O planeta Terra, de tão inglória história geológica e humana, será destruído mais uma vez – e agora por duas vezes – no corrente ano da graça e do humor de 2017.

No próximo dia 16, quinta-feira próxima, conforme profetizou um cientista russo – ou seria ucraniano? –, segundo noticiado por um sério pasquim britânico, será a nossa derradeira data de existência como corpo celeste íntegro. Passaremos, após a colisão prevista de um asteroide mixuruca, que atende pelo nome de 2016WF9, à condição de poeira cósmica. Ou não!

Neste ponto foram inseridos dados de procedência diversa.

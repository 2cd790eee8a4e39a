//! Lexical scopes and stack slot allocation.
//!
//! Scopes nest; lookup walks innermost to outermost. Every variable gets a
//! one-word slot `[ebp - offset]` from a cursor that only moves forward
//! within a frame, so slots of closed scopes are never handed out again and
//! code already emitted against them stays valid.

use indexmap::IndexMap;
use kestrel_bytecode::WORD;
use kestrel_core::Symbol;
use rowan::TextRange;
use thiserror::Error;

use super::types::{Constant, ValueType};

#[derive(Clone, Copy, PartialEq, Debug)]
pub enum SymbolKind {
    Variable,
    /// Named compile-time value; occupies no slot.
    Constant(Constant),
}

#[derive(Clone, Copy, PartialEq, Debug)]
pub struct SymbolDesc {
    pub name: Symbol,
    pub kind: SymbolKind,
    pub ty: ValueType,
    /// Slot offset below the frame base. Zero for constants.
    pub offset: i32,
    /// Assigned at least once on some path compiled so far.
    pub initialized: bool,
    pub span: TextRange,
}

#[derive(Debug, Clone, Copy, PartialEq, Error)]
pub enum ScopeError {
    #[error("name already declared in this scope")]
    Duplicate { previous: TextRange },
    #[error("name is not declared")]
    Unknown,
}

#[derive(Debug, Default)]
struct Scope {
    symbols: IndexMap<Symbol, SymbolDesc>,
}

#[derive(Debug)]
pub struct ScopeStack {
    scopes: Vec<Scope>,
    cursor: u32,
    high_water: u32,
}

impl Default for ScopeStack {
    fn default() -> Self {
        Self::new()
    }
}

impl ScopeStack {
    /// A stack holding the global scope.
    pub fn new() -> Self {
        Self {
            scopes: vec![Scope::default()],
            cursor: 0,
            high_water: 0,
        }
    }

    pub fn enter(&mut self) {
        self.scopes.push(Scope::default());
    }

    /// Pop the innermost scope. The global scope is never popped.
    pub fn exit(&mut self) -> bool {
        if self.scopes.len() == 1 {
            return false;
        }
        self.scopes.pop();
        true
    }

    /// Start a new stack frame: slot allocation restarts at the first word.
    pub fn enter_frame(&mut self) {
        self.cursor = 0;
        self.high_water = 0;
    }

    pub fn depth(&self) -> usize {
        self.scopes.len()
    }

    /// Bytes of slots allocated in the current frame.
    pub fn frame_size(&self) -> u32 {
        self.high_water
    }

    pub fn declare(
        &mut self,
        name: Symbol,
        ty: ValueType,
        kind: SymbolKind,
        span: TextRange,
    ) -> Result<SymbolDesc, ScopeError> {
        let scope = self
            .scopes
            .last_mut()
            .ok_or(ScopeError::Unknown)?;
        if let Some(previous) = scope.symbols.get(&name) {
            return Err(ScopeError::Duplicate {
                previous: previous.span,
            });
        }

        let offset = match kind {
            SymbolKind::Variable => {
                self.cursor += WORD as u32;
                self.high_water = self.high_water.max(self.cursor);
                self.cursor as i32
            }
            SymbolKind::Constant(_) => 0,
        };
        let desc = SymbolDesc {
            name,
            kind,
            ty,
            offset,
            initialized: matches!(kind, SymbolKind::Constant(_)),
            span,
        };
        scope.symbols.insert(name, desc);
        Ok(desc)
    }

    pub fn lookup(&self, name: Symbol) -> Result<&SymbolDesc, ScopeError> {
        self.scopes
            .iter()
            .rev()
            .find_map(|s| s.symbols.get(&name))
            .ok_or(ScopeError::Unknown)
    }

    pub fn mark_initialized(&mut self, name: Symbol) {
        if let Some(desc) = self
            .scopes
            .iter_mut()
            .rev()
            .find_map(|s| s.symbols.get_mut(&name))
        {
            desc.initialized = true;
        }
    }

    /// Symbols of the global scope in declaration order.
    pub fn globals(&self) -> impl Iterator<Item = &SymbolDesc> {
        self.scopes
            .first()
            .into_iter()
            .flat_map(|s| s.symbols.values())
    }
}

Estou muito preocupado com isso. Tenho algumas contas a vencerem em datas posteriores e serei obrigado a dar calote em meus credores. Não poderei fazer nada, já que serei o pó do pó do pó do pó do pó do traque do universo. Como não haverá mais SERASA, meu nome não irá para a lista dos inadimplentes. E isto já me faz ser desintegrado sem maiores preocupações.

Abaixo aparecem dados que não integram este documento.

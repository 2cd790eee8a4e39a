//! Compile-time evaluation of operators on constant operands.
//!
//! Integer results go through the same `BinaryOp::eval` the VM uses, so a
//! folded expression and its runtime counterpart always agree.

use thiserror::Error;

use super::nodes::ExprNode;
use super::types::{BinOp, Constant, OpClass, UnOp, ValueType};

#[derive(Debug, Clone, PartialEq, Eq, Error)]
pub enum FoldError {
    #[error("division by zero")]
    DivisionByZero,
    #[error("cannot apply `{op}` to {lhs} and {rhs}")]
    BinaryMismatch {
        op: &'static str,
        lhs: ValueType,
        rhs: ValueType,
    },
    #[error("cannot apply `{op}` to {operand}")]
    UnaryMismatch {
        op: &'static str,
        operand: ValueType,
    },
}

/// Result type of `lhs op rhs`, or why the operands don't fit.
pub fn binary_type(op: BinOp, lhs: ValueType, rhs: ValueType) -> Result<ValueType, FoldError> {
    let mismatch = || FoldError::BinaryMismatch {
        op: op.symbol(),
        lhs,
        rhs,
    };
    let both_float = lhs == ValueType::Float && rhs == ValueType::Float;
    let both_integral = lhs.is_integral() && rhs.is_integral();
    match op.class() {
        OpClass::Arithmetic if both_float => Ok(ValueType::Float),
        OpClass::Arithmetic if both_integral => Ok(ValueType::Int),
        OpClass::Comparison if both_float || both_integral => Ok(ValueType::Bool),
        OpClass::Logical if both_integral => Ok(ValueType::Bool),
        _ => Err(mismatch()),
    }
}

pub fn unary_type(op: UnOp, operand: ValueType) -> Result<ValueType, FoldError> {
    match (op, operand) {
        (UnOp::Neg, ValueType::Float) => Ok(ValueType::Float),
        (UnOp::Neg, _) => Ok(ValueType::Int),
        (UnOp::Not, ty) if ty.is_integral() => Ok(ValueType::Bool),
        (UnOp::Not, ty) => Err(FoldError::UnaryMismatch {
            op: op.symbol(),
            operand: ty,
        }),
    }
}

/// Fold `lhs op rhs`.
///
/// Returns `Ok(None)` when either operand is only known at runtime.
pub fn fold_binary(
    op: BinOp,
    lhs: &ExprNode,
    rhs: &ExprNode,
) -> Result<Option<Constant>, FoldError> {
    binary_type(op, lhs.ty, rhs.ty)?;
    let (Some(a), Some(b)) = (lhs.as_constant(), rhs.as_constant()) else {
        return Ok(None);
    };
    eval_binary(op, a, b).map(Some)
}

pub fn eval_binary(op: BinOp, a: Constant, b: Constant) -> Result<Constant, FoldError> {
    let ty = binary_type(op, a.ty(), b.ty())?;
    if op.is_division() && b.is_zero() {
        return Err(FoldError::DivisionByZero);
    }

    if let (Constant::Float(x), Constant::Float(y)) = (a, b) {
        return Ok(match op {
            BinOp::Add => Constant::Float(x + y),
            BinOp::Sub => Constant::Float(x - y),
            BinOp::Mul => Constant::Float(x * y),
            BinOp::Div => Constant::Float(x / y),
            BinOp::Mod => Constant::Float(x % y),
            BinOp::Lt => Constant::Bool(x < y),
            BinOp::Le => Constant::Bool(x <= y),
            BinOp::Gt => Constant::Bool(x > y),
            BinOp::Ge => Constant::Bool(x >= y),
            BinOp::Eq => Constant::Bool(x == y),
            BinOp::Ne => Constant::Bool(x != y),
            BinOp::And | BinOp::Or => {
                return Err(FoldError::BinaryMismatch {
                    op: op.symbol(),
                    lhs: a.ty(),
                    rhs: b.ty(),
                });
            }
        });
    }

    // Both integral (checked by `binary_type`).
    let (Some(mut x), Some(mut y)) = (a.as_int(), b.as_int()) else {
        return Err(FoldError::BinaryMismatch {
            op: op.symbol(),
            lhs: a.ty(),
            rhs: b.ty(),
        });
    };
    if op.class() == OpClass::Logical {
        x = (x != 0) as i32;
        y = (y != 0) as i32;
    }
    let word = op
        .machine()
        .eval(x, y)
        .ok_or(FoldError::DivisionByZero)?;
    Ok(match ty {
        ValueType::Bool => Constant::Bool(word != 0),
        _ => Constant::Int(word),
    })
}

pub fn fold_unary(op: UnOp, operand: &ExprNode) -> Result<Option<Constant>, FoldError> {
    unary_type(op, operand.ty)?;
    let Some(c) = operand.as_constant() else {
        return Ok(None);
    };
    eval_unary(op, c).map(Some)
}

pub fn eval_unary(op: UnOp, c: Constant) -> Result<Constant, FoldError> {
    let ty = unary_type(op, c.ty())?;
    Ok(match c {
        Constant::Float(x) => Constant::Float(-x),
        _ => {
            let x = c.as_int().unwrap_or_default();
            let word = op.machine().eval(x);
            match ty {
                ValueType::Bool => Constant::Bool(word != 0),
                _ => Constant::Int(word),
            }
        }
    })
}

E minha irmã Cristina, amiga do Toninho do Tupi, e versada em certas magias ocultistas, também me informou que, no final deste ano, outro cometa, este de proporções gigantescas, dará uma carambolada no nosso planetinha – se é que ele ainda esteja em sua rota solar -, não deixando átomo sobre átomo, íon sobre íon. É o tal do Niburu, de nome esquisito e de muitos maus bofes astronômicos.

Segundo consta, este corpo celeste, que assusta a raça humana desde os sumérios, assírios e acadianos, seria do tamanho da Terra e já teria causado estragos por onde passou. Ele vem lá do cu do universo, queimado gás, atropelando astros e, por sua índole nefasta, vai colidir com este simpático planeta azul que habitamos, ainda este ano, ou o mais tardar no princípio do século XXI. Quer dizer, exatamente agora. Tais informações foram prestadas por dona Nancy Lieder, uma sensitiva ianque, que imagino seja eleitora do Trump, a qual, sem nada a fazer, fica mantendo contato intergaláctico com os nibiruenses. E não adianta nada anotar a placa do bicho, porque ele vem queimando a reta, chamuscando o caminho, devastando as vias lácteas e os cinturões de asteroides. É coisa inapelável e jamais vista por aqui!

Deste modo, se o tal 2016WF9 passar pelo pedágio estelar sem causar danos, o Nibiru fará seu serviço sujo. Ou seremos destruídos duas vezes no mesmo exercício fiscal, tirante, é claro, o projeto do governo de arrochar ainda mais o cidadão brasileiro.

Só por isso, já fico morrendo de rir, antecipadamente, porque essa reforma da previdência proposta pelo governo federal vai dar em nada: estaremos todos pulverizados antes de completar o prazo para a aposentadoria.

Assim, consideradas essas duas destruições a que estaremos sujeitos num prazo de menos de doze meses, esta é a última crônica que posto aqui no blog.

Se, acaso, quem sabe, quiçá, aparecer outro texto posterior a este nesta página, considere que fica valendo a destruição do Nibiru para o fim do ano.

Adeus, amigo leitor! Tenha um feliz cataclismo celeste!